» **WHAT IS EXPECTED**
Search the records for the string "invalid" and copy every line in which it appears.

[Opening RECORD EXTRACTS section]

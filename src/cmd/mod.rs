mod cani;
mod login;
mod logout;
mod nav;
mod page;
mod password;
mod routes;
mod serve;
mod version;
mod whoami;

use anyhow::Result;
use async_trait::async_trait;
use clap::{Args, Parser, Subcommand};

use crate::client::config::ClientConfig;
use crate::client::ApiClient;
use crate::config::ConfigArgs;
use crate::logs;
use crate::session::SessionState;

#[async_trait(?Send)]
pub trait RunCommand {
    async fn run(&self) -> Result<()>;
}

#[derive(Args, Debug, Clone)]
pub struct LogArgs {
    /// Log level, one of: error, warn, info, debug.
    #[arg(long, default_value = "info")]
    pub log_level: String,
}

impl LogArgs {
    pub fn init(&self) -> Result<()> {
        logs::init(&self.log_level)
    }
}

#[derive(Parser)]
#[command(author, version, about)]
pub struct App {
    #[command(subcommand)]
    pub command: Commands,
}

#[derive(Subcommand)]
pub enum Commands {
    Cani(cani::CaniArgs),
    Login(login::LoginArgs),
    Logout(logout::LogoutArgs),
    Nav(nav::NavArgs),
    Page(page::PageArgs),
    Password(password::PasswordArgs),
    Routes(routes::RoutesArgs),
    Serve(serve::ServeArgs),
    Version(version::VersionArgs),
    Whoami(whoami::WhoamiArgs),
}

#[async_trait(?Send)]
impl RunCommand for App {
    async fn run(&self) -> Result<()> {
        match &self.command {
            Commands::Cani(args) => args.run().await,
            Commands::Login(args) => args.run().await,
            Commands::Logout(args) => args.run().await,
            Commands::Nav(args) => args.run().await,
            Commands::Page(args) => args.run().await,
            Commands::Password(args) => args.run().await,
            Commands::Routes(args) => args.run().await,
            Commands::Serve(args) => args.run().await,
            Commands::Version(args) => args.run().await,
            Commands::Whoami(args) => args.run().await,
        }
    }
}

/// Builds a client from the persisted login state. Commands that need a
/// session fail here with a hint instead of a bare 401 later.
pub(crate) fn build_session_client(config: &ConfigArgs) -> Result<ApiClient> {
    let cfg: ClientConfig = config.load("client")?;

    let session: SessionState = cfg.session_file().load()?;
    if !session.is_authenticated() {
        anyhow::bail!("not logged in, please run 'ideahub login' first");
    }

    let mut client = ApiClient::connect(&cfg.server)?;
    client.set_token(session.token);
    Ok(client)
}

[Closing RECORD EXTRACTS section]
[Opening RECORD EXTRACTS section]

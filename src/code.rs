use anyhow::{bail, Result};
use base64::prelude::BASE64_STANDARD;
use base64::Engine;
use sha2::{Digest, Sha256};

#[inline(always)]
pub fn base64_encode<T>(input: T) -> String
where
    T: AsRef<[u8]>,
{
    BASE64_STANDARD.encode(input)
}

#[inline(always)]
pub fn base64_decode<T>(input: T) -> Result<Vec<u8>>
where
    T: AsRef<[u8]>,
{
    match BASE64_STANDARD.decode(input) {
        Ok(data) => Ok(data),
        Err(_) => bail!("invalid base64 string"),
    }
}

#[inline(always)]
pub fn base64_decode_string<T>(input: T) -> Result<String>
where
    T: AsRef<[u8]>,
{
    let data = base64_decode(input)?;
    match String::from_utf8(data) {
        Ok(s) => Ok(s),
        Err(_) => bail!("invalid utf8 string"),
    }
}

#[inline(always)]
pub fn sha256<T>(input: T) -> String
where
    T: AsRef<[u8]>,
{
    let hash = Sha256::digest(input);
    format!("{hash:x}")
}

[Closing RECORD EXTRACTS section]

» **EXERCISE RESULT**
        Err(_) => bail!("invalid base64 string"),
        Err(_) => bail!("invalid utf8 string"),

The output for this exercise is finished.